Saved data entries:
◆ ◆ ◆ ◆

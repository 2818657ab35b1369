//! Cart domain events
//!
//! Raised by the aggregate and drained by the session for the UI to react
//! to. `QuantityClamped` is the observable side of the silent stock clamp.

use crate::domain::value_objects::{CouponCode, ProductId};

#[derive(Clone, Debug, PartialEq)]
pub enum CartEvent {
    ItemAdded {
        product_id: ProductId,
        quantity: u32,
    },
    ItemRemoved {
        product_id: ProductId,
    },
    QuantityChanged {
        product_id: ProductId,
        quantity: u32,
    },
    QuantityClamped {
        product_id: ProductId,
        requested: u32,
        capped_at: u32,
    },
    CouponApplied {
        code: CouponCode,
    },
    CouponRemoved,
    Cleared,
}
//! Identity provider port
//!
//! The synchronizer reacts to sign-in/sign-out through a watch channel of
//! the current user, injected instead of any ambient auth singleton.

use tokio::sync::watch;

use crate::domain::value_objects::UserId;

pub trait IdentityProvider {
    /// Subscribe to the current identity. The receiver yields `None` while
    /// signed out.
    fn subscribe(&self) -> watch::Receiver<Option<UserId>>;
}

/// Watch-backed identity source. Wire an auth callback to
/// [`sign_in`](IdentityChannel::sign_in)/[`sign_out`](IdentityChannel::sign_out);
/// keep it alive for as long as any session built from it runs.
#[derive(Debug)]
pub struct IdentityChannel {
    tx: watch::Sender<Option<UserId>>,
}

impl IdentityChannel {
    pub fn new() -> Self {
        let (tx, _rx) = watch::channel(None);
        Self { tx }
    }

    pub fn signed_in(user: UserId) -> Self {
        let (tx, _rx) = watch::channel(Some(user));
        Self { tx }
    }

    pub fn sign_in(&self, user: UserId) {
        self.tx.send_replace(Some(user));
    }

    pub fn sign_out(&self) {
        self.tx.send_replace(None);
    }

    pub fn current(&self) -> Option<UserId> {
        self.tx.borrow().clone()
    }
}

impl Default for IdentityChannel {
    fn default() -> Self {
        Self::new()
    }
}

impl IdentityProvider for IdentityChannel {
    fn subscribe(&self) -> watch::Receiver<Option<UserId>> {
        self.tx.subscribe()
    }
}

◆ ◆ ◆ ◆

Problem details
The full data, transcribed without change, is the expected answer.

Response for this exercise
repository 2818657ab35b1369
//! Cart domain events
//!
//! Raised by the aggregate and drained by the session for the UI to react
//! to. `QuantityClamped` is the observable side of the silent stock clamp.

use crate::domain::value_objects::{CouponCode, ProductId};

#[derive(Clone, Debug, PartialEq)]
pub enum CartEvent {
    ItemAdded {
        product_id: ProductId,
        quantity: u32,
    },
    ItemRemoved {
        product_id: ProductId,
    },
    QuantityChanged {
        product_id: ProductId,
        quantity: u32,
    },
    QuantityClamped {
        product_id: ProductId,
        requested: u32,
        capped_at: u32,
    },
    CouponApplied {
        code: CouponCode,
    },
    CouponRemoved,
    Cleared,
}
//! Identity provider port
//!
//! The synchronizer reacts to sign-in/sign-out through a watch channel of
//! the current user, injected instead of any ambient auth singleton.

use tokio::sync::watch;

use crate::domain::value_objects::UserId;

pub trait IdentityProvider {
    /// Subscribe to the current identity. The receiver yields `None` while
    /// signed out.
    fn subscribe(&self) -> watch::Receiver<Option<UserId>>;
}

/// Watch-backed identity source. Wire an auth callback to
/// [`sign_in`](IdentityChannel::sign_in)/[`sign_out`](IdentityChannel::sign_out);
/// keep it alive for as long as any session built from it runs.
#[derive(Debug)]
pub struct IdentityChannel {
    tx: watch::Sender<Option<UserId>>,
}

impl IdentityChannel {
    pub fn new() -> Self {
        let (tx, _rx) = watch::channel(None);
        Self { tx }
    }

    pub fn signed_in(user: UserId) -> Self {
        let (tx, _rx) = watch::channel(Some(user));
        Self { tx }
    }

    pub fn sign_in(&self, user: UserId) {
        self.tx.send_replace(Some(user));
    }

    pub fn sign_out(&self) {
        self.tx.send_replace(None);
    }

    pub fn current(&self) -> Option<UserId> {
        self.tx.borrow().clone()
    }
}

impl Default for IdentityChannel {
    fn default() -> Self {
        Self::new()
    }
}

impl IdentityProvider for IdentityChannel {
    fn subscribe(&self) -> watch::Receiver<Option<UserId>> {
        self.tx.subscribe()
    }
}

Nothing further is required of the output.